Our next stop is Tepotzotlan, a small town north of “De-effe”, as Mexico City is referred to. However, due to further driving challenges we arrive too late to see the highlight of town, as the church had already closed. We just admire the front, in the late sunlight, which was spectacular in itself. In fact, we are so late that all restaurants have already closed, at 7.30 pm (I told you they don’t work long hours here!), so we dine on take-away chicken washed away with copious amounts of Tequilla, in our hotel. The hotel is something special anyhow: our room has purple walls and a soft-green ceiling with stars and flowers, a huge bed and a Jacuzzi. I am not sure whether we were indeed supposed to stay the whole night.

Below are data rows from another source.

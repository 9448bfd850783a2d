//! Global `tracing` subscriber for the gateway binary.
//!
//! The `debug` flags of the key manager and the middleware only gate which
//! diagnostic events get emitted. Those events are `debug!` records under
//! this crate's target, so turning either flag on also lowers the filter
//! for `signature_auth` regardless of the configured level.

use crate::config::ServiceConfig;
use tracing_appender::non_blocking::{NonBlocking, WorkerGuard};
use tracing_appender::rolling::RollingFileAppender;
use tracing_subscriber::{EnvFilter, fmt, prelude::*};

const CRATE_DEBUG_DIRECTIVE: &str = "signature_auth=debug";

/// Filter directives derived from the service config.
pub fn filter_directives(config: &ServiceConfig) -> String {
    if config.key_manager.debug || config.auth.debug {
        format!("{},{}", config.log_level, CRATE_DEBUG_DIRECTIVE)
    } else {
        config.log_level.clone()
    }
}

fn build_filter(config: &ServiceConfig) -> EnvFilter {
    // RUST_LOG wins over the config file
    EnvFilter::try_from_default_env().unwrap_or_else(|_| EnvFilter::new(filter_directives(config)))
}

fn file_appender(config: &ServiceConfig) -> RollingFileAppender {
    let (dir, file) = (&config.log_dir, &config.log_file);
    match config.rotation.as_str() {
        "hourly" => tracing_appender::rolling::hourly(dir, file),
        "daily" => tracing_appender::rolling::daily(dir, file),
        _ => tracing_appender::rolling::never(dir, file),
    }
}

/// Install the global subscriber. Keep the guard alive for the process
/// lifetime or buffered file output is lost.
pub fn init_logging(config: &ServiceConfig) -> WorkerGuard {
    let (writer, guard): (NonBlocking, WorkerGuard) =
        tracing_appender::non_blocking(file_appender(config));
    let registry = tracing_subscriber::registry().with(build_filter(config));

    if config.use_json {
        // JSON keeps the target so diagnostics can be filtered downstream
        registry
            .with(fmt::layer().json().with_target(true).with_writer(writer).with_ansi(false))
            .init();
    } else {
        registry
            .with(fmt::layer().with_target(false).with_writer(writer).with_ansi(false))
            .with(fmt::layer().with_target(false).with_ansi(true))
            .init();
    }

    guard
}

The next day, despite our upset stomachs from the first, and last, experiment with roadside food the day before (real nice, but paid back with a vengeance), we leave early for Tepotlan, to visit the local Convento, and then Tasco, the silver capital of Mexico. Tasco is a wonderful town of whitewashed houses, build against the mountains, a massive cathedral with a very Baroque inside and a jolly square in front. And full of attractive artifact shops! In fact it is the running up to Easter, and the town is full of people who come to admire the processions for which Tasco turns out to be famous. We are lucky to secure probably the last hotel room available.

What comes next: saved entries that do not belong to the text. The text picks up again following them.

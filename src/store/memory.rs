//! In-memory credential store.
//!
//! A plain concurrent map. Fully read/write, nothing survives a restart.

use async_trait::async_trait;
use dashmap::DashMap;

use super::{CredentialStore, StoreError};
use crate::api_auth::models::AppConfig;

/// Thread-safe in-memory store keyed by app id.
#[derive(Debug, Default)]
pub struct MemoryCredentialStore {
    apps: DashMap<String, AppConfig>,
}

impl MemoryCredentialStore {
    /// Create a new empty store.
    pub fn new() -> Self {
        Self::default()
    }

    /// Create a store pre-populated with `apps`.
    pub fn with_apps(apps: impl IntoIterator<Item = AppConfig>) -> Self {
        let store = Self::new();
        for app in apps {
            store.apps.insert(app.app_id.clone(), app);
        }
        store
    }

    /// Get the number of stored apps.
    pub fn len(&self) -> usize {
        self.apps.len()
    }

    /// Check if the store is empty.
    pub fn is_empty(&self) -> bool {
        self.apps.is_empty()
    }
}

#[async_trait]
impl CredentialStore for MemoryCredentialStore {
    async fn get_app_config(&self, app_id: &str) -> Result<Option<AppConfig>, StoreError> {
        Ok(self.apps.get(app_id).map(|entry| entry.value().clone()))
    }

    async fn save_app_config(&self, config: AppConfig) -> Result<(), StoreError> {
        self.apps.insert(config.app_id.clone(), config);
        Ok(())
    }
}

#[cfg(test)]
mod tests {
    use super::*;
    use crate::api_auth::models::{KeyPair, SignatureAlgorithm};
    use chrono::Utc;
    use std::sync::Arc;

    #[tokio::test]
    async fn test_missing_app_is_none() {
        let store = MemoryCredentialStore::new();
        assert_eq!(store.get_app_config("nope").await.unwrap(), None);
    }

    #[tokio::test]
    async fn test_save_overwrites_entirely() {
        let now = Utc::now();
        let store = MemoryCredentialStore::new();
        let first = AppConfig::new("shop", now).with_key(KeyPair::new(
            "default",
            "pem-a",
            SignatureAlgorithm::Rs256,
            now,
        ));
        store.save_app_config(first).await.unwrap();

        let mut second = AppConfig::new("shop", now);
        second.enabled = false;
        store.save_app_config(second.clone()).await.unwrap();

        assert_eq!(store.len(), 1);
        assert_eq!(store.get_app_config("shop").await.unwrap(), Some(second));
    }

    #[tokio::test]
    async fn test_concurrent_saves() {
        let store = Arc::new(MemoryCredentialStore::new());
        let mut handles = vec![];
        for i in 0..16 {
            let store = Arc::clone(&store);
            handles.push(tokio::spawn(async move {
                let app = AppConfig::new(format!("app-{}", i % 4), Utc::now());
                store.save_app_config(app).await.unwrap();
            }));
        }
        for handle in handles {
            handle.await.unwrap();
        }
        assert_eq!(store.len(), 4);
    }
}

From Tasco we travel to Xochicalco, a fantastic, ruined pre-columbian site. We circle clockwise, entering towards the left past a temple and a large court, up to the main level with the pyramid of Quetzalcoatl, decorated with bas-relief figures, and then down again via a series of lesser temples to the eastern ball court in front, and finally the northern ball court and a series of caves on the far end. After this, we continue to Puebla, our next target. We had decided to avoid the main motorways, which did slow us down a little, but also brought us to Jojutla, where a whole section of the road was given over to devil vendors, who sell little red devils in all sizes and colours, presumably a local Easter-thing. For the rest the countryside is rather disappointing, boring really, despite some distant views of volcanoes in the mist, or clouds. Puebla, however, is a very nice town, affluent, with in the old part colourful and well maintained buildings, decorated with tiles, murals or just balconies with plants. Our hotel is an old colonial building, too, with probably the oldest working lift in the country, and a beautifully tiled bathroom – although interrupted by a modern-day soap dispenser.

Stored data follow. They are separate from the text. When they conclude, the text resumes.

use std::collections::BTreeMap;
use std::sync::LazyLock;

#[derive(Debug, Clone, Copy, PartialEq, Eq)]
pub struct WeatherCodeEntry {
    pub description: &'static str,
    pub icon: &'static str,
}

pub const UNKNOWN_ENTRY: WeatherCodeEntry = WeatherCodeEntry {
    description: "Unknown",
    icon: "❓",
};

const STANDARD_ENTRIES: [(i32, WeatherCodeEntry); 10] = [
    (0, entry("Clear sky", "☀️")),
    (1, entry("Mainly clear", "🌤️")),
    (2, entry("Partly cloudy", "⛅")),
    (3, entry("Overcast", "☁️")),
    (45, entry("Fog", "🌫️")),
    (48, entry("Rime fog", "🌫️")),
    (51, entry("Light drizzle", "🌦️")),
    (61, entry("Rain", "🌧️")),
    (71, entry("Snow", "❄️")),
    (95, entry("Thunderstorm", "⛈️")),
];

const fn entry(description: &'static str, icon: &'static str) -> WeatherCodeEntry {
    WeatherCodeEntry { description, icon }
}

static STANDARD_TABLE: LazyLock<WeatherCodeTable> = LazyLock::new(WeatherCodeTable::standard);

/// Immutable WMO code lookup. Codes missing from the table resolve to
/// [`UNKNOWN_ENTRY`].
#[derive(Debug, Clone, PartialEq, Eq)]
pub struct WeatherCodeTable {
    entries: BTreeMap<i32, WeatherCodeEntry>,
}

impl WeatherCodeTable {
    pub fn standard() -> Self {
        Self::from_entries(STANDARD_ENTRIES)
    }

    pub fn from_entries<I>(entries: I) -> Self
    where
        I: IntoIterator<Item = (i32, WeatherCodeEntry)>,
    {
        Self {
            entries: entries.into_iter().collect(),
        }
    }

    pub fn describe(&self, code: i32) -> WeatherCodeEntry {
        self.entries.get(&code).copied().unwrap_or(UNKNOWN_ENTRY)
    }

    pub fn codes(&self) -> impl Iterator<Item = i32> + '_ {
        self.entries.keys().copied()
    }
}

pub fn describe(code: i32) -> WeatherCodeEntry {
    STANDARD_TABLE.describe(code)
}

We tour the surroundings of Puebla, but the landscape remains pretty unmoving, mainly flat scrublands, with unattractive villages, single story houses and a basic street grid, without much excitement. The exception is the view of the volcanoes Popocatepetl and Iztaccihuatl, which are much better visible that the day before, with snow-capped cones. The only other uniting factor is that each and every tiny little village has at least one old, or slightly less old, church or ex-Convento, in a wide range of attractiveness, sometimes brightly painted and sometimes almost collapsing. We visit the most well-known ones, the one in Tochimilco, a tiled church with an incredibly detailed Baroque interior in Acatepec, an even more Baroque one in Tonantzintla, and finally the one in Calpon, a Convento with a large yard and towers in each corner. A bit of an overkill of churches, I would say.
On the other side of town are the ruins of Cacaxtla, especially worthwhile for the bright pre-columbian mural paintings. The pyramid itself is covered with a metal roof to protect the paintings, but from the top one has still a nice view of the countryside, the volcanoes – finally without clouds this time -, and the Xochitecl pyramid in the distance.